The data —

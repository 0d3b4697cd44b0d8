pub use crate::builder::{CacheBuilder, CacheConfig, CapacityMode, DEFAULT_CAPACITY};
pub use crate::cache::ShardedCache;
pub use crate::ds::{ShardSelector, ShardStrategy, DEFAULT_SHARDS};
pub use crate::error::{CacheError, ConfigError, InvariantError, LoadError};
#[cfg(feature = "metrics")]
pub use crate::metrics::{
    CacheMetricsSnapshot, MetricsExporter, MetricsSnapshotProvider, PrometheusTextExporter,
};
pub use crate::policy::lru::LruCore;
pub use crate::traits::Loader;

--

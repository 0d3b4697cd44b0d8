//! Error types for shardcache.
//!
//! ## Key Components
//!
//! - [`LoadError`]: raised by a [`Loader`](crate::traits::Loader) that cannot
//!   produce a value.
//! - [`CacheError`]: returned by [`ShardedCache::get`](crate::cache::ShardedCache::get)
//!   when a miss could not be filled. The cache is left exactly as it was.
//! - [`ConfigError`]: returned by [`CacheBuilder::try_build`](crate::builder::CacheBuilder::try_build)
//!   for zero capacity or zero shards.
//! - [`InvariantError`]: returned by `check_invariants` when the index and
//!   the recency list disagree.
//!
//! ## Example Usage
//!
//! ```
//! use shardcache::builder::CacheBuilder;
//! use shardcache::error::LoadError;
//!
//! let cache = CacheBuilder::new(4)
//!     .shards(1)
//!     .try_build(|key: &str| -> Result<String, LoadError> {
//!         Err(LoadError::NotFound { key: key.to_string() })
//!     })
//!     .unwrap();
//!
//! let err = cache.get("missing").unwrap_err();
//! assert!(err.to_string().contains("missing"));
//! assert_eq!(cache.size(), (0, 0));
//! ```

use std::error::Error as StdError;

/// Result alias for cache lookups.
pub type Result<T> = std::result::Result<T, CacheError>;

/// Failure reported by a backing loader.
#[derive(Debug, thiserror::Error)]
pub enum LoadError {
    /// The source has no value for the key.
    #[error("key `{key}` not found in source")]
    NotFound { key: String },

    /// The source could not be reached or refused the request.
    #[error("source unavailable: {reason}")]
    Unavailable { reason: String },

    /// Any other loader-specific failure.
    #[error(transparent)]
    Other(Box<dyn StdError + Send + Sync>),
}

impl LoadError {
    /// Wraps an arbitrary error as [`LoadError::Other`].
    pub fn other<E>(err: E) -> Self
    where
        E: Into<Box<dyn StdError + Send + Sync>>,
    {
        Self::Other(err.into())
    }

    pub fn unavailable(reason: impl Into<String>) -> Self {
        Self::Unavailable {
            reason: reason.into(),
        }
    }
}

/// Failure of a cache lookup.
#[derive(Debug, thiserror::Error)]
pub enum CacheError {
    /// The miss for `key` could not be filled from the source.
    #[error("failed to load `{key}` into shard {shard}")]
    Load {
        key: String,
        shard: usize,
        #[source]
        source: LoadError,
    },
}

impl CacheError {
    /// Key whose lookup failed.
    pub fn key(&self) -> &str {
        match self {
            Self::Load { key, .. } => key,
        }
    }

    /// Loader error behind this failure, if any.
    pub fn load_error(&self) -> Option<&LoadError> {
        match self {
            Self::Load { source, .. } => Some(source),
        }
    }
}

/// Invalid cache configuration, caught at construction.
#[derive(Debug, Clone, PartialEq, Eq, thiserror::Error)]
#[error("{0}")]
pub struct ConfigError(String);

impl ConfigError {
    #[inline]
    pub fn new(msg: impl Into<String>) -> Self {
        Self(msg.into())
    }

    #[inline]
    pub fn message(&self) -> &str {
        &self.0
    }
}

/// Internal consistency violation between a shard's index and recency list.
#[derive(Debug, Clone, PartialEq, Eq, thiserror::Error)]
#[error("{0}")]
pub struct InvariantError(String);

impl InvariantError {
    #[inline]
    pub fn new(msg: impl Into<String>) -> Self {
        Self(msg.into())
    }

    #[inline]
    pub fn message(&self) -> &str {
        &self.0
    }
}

--

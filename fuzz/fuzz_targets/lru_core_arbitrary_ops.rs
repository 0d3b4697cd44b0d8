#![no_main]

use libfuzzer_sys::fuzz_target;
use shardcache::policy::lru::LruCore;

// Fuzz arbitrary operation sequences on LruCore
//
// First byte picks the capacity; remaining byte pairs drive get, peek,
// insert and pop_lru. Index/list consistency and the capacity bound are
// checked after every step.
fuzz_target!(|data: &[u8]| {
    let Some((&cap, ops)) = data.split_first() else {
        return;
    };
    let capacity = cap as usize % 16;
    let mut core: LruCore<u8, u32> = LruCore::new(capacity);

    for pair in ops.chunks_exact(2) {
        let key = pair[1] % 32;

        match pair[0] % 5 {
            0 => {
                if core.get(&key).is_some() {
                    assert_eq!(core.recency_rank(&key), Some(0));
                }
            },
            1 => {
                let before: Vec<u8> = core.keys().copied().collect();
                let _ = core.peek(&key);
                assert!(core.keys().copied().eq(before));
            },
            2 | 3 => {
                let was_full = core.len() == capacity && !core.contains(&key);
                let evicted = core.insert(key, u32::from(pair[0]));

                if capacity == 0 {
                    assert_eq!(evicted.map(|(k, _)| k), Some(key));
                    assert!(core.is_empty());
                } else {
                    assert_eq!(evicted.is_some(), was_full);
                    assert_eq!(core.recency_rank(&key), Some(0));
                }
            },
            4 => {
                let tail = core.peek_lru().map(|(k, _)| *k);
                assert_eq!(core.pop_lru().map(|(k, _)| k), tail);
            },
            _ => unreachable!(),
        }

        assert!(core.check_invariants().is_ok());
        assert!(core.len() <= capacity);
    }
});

Work request — The range runs from the line with "raised by a" up to and including the line with "refused the request." in the listing above; please write out exactly those lines and nothing more.

Answer section —
//! - [`LoadError`]: raised by a [`Loader`](crate::traits::Loader) that cannot
//!   produce a value.
//! - [`CacheError`]: returned by [`ShardedCache::get`](crate::cache::ShardedCache::get)
//!   when a miss could not be filled. The cache is left exactly as it was.
//! - [`ConfigError`]: returned by [`CacheBuilder::try_build`](crate::builder::CacheBuilder::try_build)
//!   for zero capacity or zero shards.
//! - [`InvariantError`]: returned by `check_invariants` when the index and
//!   the recency list disagree.
//!
//! ## Example Usage
//!
//! ```
//! use shardcache::builder::CacheBuilder;
//! use shardcache::error::LoadError;
//!
//! let cache = CacheBuilder::new(4)
//!     .shards(1)
//!     .try_build(|key: &str| -> Result<String, LoadError> {
//!         Err(LoadError::NotFound { key: key.to_string() })
//!     })
//!     .unwrap();
//!
//! let err = cache.get("missing").unwrap_err();
//! assert!(err.to_string().contains("missing"));
//! assert_eq!(cache.size(), (0, 0));
//! ```

use std::error::Error as StdError;

/// Result alias for cache lookups.
pub type Result<T> = std::result::Result<T, CacheError>;

/// Failure reported by a backing loader.
#[derive(Debug, thiserror::Error)]
pub enum LoadError {
    /// The source has no value for the key.
    #[error("key `{key}` not found in source")]
    NotFound { key: String },

    /// The source could not be reached or refused the request.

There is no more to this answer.